◆ Source information
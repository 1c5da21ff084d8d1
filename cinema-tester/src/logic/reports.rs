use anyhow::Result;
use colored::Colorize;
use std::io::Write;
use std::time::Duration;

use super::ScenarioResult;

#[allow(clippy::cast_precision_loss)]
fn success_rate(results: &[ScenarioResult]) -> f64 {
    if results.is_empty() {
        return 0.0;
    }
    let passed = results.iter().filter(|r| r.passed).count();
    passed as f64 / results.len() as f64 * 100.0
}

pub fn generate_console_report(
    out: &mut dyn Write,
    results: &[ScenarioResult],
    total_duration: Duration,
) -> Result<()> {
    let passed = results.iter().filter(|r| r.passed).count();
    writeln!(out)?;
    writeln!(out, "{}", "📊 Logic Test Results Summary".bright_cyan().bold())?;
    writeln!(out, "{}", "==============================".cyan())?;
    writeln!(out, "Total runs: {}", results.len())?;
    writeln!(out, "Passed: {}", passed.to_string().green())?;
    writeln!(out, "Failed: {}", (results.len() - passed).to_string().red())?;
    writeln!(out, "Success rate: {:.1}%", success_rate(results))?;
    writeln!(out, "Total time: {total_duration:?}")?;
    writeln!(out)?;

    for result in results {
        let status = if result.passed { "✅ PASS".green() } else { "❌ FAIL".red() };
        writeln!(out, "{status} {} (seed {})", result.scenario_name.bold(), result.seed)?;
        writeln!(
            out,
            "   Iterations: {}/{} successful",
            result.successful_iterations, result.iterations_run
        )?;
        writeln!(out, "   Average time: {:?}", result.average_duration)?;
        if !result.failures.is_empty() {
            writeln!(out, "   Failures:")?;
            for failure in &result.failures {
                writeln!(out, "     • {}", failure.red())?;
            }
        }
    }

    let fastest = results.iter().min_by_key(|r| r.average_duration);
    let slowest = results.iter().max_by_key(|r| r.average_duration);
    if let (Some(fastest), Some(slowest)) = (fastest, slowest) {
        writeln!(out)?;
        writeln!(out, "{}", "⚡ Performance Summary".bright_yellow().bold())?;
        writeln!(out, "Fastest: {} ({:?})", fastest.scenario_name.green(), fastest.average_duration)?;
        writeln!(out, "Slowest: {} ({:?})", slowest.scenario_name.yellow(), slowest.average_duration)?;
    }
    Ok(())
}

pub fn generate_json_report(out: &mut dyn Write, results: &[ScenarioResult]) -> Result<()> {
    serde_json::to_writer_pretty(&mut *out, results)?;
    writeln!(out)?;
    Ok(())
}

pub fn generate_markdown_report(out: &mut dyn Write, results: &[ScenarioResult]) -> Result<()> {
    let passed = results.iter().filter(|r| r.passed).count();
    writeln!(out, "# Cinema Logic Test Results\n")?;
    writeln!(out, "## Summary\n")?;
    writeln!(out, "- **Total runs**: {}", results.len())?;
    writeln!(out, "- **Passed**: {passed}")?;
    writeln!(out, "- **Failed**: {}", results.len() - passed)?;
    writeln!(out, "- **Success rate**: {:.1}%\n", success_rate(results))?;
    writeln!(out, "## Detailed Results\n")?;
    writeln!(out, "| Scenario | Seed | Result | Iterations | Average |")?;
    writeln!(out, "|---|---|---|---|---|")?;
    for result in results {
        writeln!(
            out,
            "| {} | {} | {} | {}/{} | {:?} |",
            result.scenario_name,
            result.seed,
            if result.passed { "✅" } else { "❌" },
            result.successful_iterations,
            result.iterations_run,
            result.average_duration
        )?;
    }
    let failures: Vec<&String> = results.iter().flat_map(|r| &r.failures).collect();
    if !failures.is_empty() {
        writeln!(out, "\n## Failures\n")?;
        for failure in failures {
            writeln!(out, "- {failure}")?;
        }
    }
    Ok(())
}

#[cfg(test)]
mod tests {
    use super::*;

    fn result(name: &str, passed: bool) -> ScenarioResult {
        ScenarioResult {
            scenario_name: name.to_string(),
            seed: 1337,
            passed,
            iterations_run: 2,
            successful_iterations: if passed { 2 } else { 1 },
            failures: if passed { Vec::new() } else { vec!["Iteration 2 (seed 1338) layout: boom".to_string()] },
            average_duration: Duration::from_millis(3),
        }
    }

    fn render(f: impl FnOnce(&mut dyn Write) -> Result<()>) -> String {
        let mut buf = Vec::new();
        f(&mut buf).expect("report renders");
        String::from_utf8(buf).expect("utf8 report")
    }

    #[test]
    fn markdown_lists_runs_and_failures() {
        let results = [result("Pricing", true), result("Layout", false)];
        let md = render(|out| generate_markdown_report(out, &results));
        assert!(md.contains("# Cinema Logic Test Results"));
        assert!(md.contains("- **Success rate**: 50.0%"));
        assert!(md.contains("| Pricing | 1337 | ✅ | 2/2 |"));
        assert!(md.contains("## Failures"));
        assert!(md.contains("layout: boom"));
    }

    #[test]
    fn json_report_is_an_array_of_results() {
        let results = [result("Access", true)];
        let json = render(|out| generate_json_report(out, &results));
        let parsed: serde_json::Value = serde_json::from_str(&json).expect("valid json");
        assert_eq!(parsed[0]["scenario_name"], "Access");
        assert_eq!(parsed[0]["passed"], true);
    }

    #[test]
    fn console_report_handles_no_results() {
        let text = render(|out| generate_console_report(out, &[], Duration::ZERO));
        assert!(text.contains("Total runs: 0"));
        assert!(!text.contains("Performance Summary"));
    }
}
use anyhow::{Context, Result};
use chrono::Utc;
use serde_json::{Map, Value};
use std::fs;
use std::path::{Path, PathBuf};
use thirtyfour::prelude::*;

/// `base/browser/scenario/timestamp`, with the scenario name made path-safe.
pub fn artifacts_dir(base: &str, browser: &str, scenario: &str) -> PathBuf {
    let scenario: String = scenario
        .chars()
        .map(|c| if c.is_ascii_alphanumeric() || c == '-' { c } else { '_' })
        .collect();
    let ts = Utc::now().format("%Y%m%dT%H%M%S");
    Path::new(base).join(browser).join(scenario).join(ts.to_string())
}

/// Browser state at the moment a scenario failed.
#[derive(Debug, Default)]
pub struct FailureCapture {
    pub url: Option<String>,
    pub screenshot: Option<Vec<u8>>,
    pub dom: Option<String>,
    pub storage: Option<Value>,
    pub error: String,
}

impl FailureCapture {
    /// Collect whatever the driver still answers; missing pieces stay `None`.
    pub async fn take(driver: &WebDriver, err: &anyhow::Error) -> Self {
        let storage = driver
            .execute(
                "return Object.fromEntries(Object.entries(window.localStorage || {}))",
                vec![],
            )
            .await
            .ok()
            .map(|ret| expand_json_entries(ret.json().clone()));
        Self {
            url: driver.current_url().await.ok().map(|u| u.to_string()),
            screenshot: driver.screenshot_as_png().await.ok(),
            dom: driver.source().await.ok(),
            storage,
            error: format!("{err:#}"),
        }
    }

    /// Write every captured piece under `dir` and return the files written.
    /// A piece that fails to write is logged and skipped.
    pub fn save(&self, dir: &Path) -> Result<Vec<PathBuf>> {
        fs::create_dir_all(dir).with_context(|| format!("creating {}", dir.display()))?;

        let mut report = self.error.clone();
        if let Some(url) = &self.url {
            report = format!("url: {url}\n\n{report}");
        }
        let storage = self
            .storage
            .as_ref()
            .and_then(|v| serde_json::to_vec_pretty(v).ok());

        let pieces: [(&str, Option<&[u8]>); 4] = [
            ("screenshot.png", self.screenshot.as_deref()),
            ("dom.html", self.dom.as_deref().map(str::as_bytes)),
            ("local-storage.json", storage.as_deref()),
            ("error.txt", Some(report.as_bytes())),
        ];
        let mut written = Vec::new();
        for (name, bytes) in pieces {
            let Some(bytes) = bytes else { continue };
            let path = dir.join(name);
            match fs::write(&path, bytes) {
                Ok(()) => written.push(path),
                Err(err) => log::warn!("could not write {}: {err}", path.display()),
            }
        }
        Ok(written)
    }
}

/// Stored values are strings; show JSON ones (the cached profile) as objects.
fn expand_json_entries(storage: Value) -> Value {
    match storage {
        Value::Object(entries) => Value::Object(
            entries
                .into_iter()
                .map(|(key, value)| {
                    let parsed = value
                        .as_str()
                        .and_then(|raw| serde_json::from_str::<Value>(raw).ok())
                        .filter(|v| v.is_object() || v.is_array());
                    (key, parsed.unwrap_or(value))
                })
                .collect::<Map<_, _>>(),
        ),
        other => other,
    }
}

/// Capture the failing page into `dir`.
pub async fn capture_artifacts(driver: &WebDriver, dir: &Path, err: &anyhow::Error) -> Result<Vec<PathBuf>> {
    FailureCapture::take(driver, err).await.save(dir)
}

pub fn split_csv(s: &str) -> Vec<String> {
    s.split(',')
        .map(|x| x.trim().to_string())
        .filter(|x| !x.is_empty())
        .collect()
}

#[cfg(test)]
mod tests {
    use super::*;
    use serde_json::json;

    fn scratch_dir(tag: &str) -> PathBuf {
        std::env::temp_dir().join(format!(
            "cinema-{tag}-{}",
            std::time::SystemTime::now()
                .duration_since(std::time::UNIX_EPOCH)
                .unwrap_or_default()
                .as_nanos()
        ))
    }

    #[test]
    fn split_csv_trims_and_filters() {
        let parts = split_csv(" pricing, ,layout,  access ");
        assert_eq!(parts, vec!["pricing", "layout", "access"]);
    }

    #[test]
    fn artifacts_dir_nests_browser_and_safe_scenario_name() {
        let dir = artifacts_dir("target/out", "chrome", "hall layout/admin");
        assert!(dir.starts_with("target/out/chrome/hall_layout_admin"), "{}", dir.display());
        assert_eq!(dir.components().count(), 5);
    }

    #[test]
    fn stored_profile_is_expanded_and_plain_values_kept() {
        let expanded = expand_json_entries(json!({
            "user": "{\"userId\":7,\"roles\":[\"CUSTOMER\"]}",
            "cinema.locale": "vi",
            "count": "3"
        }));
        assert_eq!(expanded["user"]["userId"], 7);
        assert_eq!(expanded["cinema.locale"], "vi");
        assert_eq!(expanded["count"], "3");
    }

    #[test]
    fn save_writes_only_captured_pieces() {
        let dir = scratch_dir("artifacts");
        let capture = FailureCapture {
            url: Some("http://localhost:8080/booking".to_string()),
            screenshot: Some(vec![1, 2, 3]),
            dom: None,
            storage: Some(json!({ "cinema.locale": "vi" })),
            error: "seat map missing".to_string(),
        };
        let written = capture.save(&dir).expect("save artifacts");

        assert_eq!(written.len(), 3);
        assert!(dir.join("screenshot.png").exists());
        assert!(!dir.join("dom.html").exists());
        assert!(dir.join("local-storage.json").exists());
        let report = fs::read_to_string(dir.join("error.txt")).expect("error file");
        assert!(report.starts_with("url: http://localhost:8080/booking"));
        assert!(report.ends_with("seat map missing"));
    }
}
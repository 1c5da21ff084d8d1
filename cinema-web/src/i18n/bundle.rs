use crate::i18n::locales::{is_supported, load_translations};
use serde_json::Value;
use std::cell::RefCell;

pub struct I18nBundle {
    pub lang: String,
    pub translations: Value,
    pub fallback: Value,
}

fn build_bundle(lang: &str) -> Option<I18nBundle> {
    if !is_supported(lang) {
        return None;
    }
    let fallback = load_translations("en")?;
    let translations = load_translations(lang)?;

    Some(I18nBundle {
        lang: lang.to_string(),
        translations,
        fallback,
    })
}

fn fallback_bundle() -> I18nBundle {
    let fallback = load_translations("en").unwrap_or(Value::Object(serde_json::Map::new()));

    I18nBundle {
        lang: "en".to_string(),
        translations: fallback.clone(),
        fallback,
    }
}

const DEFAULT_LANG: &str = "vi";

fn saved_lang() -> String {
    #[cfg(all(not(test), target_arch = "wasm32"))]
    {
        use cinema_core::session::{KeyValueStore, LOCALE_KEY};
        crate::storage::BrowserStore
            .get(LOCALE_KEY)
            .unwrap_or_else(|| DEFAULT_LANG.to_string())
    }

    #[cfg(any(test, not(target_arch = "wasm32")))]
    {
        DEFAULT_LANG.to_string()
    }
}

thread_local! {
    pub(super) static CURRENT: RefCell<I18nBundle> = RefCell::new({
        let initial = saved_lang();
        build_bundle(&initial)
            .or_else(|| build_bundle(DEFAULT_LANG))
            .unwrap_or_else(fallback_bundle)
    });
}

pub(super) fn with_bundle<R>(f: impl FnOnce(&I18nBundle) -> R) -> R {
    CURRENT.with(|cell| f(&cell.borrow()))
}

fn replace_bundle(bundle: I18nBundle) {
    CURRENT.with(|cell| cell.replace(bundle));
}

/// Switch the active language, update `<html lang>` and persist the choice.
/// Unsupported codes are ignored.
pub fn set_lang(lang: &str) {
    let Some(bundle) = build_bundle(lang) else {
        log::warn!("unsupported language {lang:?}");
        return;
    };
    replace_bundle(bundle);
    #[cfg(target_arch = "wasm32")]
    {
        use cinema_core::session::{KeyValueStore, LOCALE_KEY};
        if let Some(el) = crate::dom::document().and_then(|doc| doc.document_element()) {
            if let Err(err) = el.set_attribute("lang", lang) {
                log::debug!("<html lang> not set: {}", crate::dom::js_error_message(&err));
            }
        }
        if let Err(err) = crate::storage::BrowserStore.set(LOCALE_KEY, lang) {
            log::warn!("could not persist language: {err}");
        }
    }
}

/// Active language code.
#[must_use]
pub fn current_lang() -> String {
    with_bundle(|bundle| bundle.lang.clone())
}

◆ Work item
How many lines in the listing above contain the string "bold"? Answer with the number only.

◆ Response
3